* _Requirement_
From the line that contains "tracing::warn!(webhook_path = %path, workflow_id" to the end of the entries, write out every line exactly, including both ends, and nothing more.

* _Listed entries_
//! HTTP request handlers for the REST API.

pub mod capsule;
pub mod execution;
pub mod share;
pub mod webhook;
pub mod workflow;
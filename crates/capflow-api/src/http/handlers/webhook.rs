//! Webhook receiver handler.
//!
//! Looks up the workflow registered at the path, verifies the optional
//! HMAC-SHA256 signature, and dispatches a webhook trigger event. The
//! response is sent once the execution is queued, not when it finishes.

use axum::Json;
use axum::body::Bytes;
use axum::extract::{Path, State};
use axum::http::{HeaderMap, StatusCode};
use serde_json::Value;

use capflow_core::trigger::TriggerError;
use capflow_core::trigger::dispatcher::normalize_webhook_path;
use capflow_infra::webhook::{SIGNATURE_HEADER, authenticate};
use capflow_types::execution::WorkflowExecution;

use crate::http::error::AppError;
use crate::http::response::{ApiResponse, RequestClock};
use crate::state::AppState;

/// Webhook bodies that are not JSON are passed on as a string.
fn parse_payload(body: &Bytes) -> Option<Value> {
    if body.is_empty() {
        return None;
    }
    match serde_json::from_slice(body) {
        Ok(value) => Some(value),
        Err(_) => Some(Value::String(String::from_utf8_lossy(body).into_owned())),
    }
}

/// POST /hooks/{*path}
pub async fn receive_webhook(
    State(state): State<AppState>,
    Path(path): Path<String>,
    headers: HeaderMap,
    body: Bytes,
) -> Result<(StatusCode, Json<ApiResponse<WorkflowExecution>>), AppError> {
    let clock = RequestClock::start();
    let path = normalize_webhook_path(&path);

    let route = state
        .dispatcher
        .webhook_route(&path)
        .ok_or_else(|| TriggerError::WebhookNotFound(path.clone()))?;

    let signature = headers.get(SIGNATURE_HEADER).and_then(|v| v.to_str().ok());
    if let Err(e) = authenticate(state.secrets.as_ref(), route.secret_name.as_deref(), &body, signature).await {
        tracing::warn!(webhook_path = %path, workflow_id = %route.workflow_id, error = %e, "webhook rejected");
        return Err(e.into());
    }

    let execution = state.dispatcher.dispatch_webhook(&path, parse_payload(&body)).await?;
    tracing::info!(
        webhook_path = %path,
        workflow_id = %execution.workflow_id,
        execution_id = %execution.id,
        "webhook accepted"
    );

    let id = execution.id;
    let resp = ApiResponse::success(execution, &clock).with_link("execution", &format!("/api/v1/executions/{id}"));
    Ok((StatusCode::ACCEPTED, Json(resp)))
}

* _Task response_
        tracing::warn!(webhook_path = %path, workflow_id = %route.workflow_id, error = %e, "webhook rejected");
        return Err(e.into());
    }

    let execution = state.dispatcher.dispatch_webhook(&path, parse_payload(&body)).await?;
    tracing::info!(
        webhook_path = %path,
        workflow_id = %execution.workflow_id,
        execution_id = %execution.id,
        "webhook accepted"
    );

    let id = execution.id;
    let resp = ApiResponse::success(execution, &clock).with_link("execution", &format!("/api/v1/executions/{id}"));
    Ok((StatusCode::ACCEPTED, Json(resp)))
}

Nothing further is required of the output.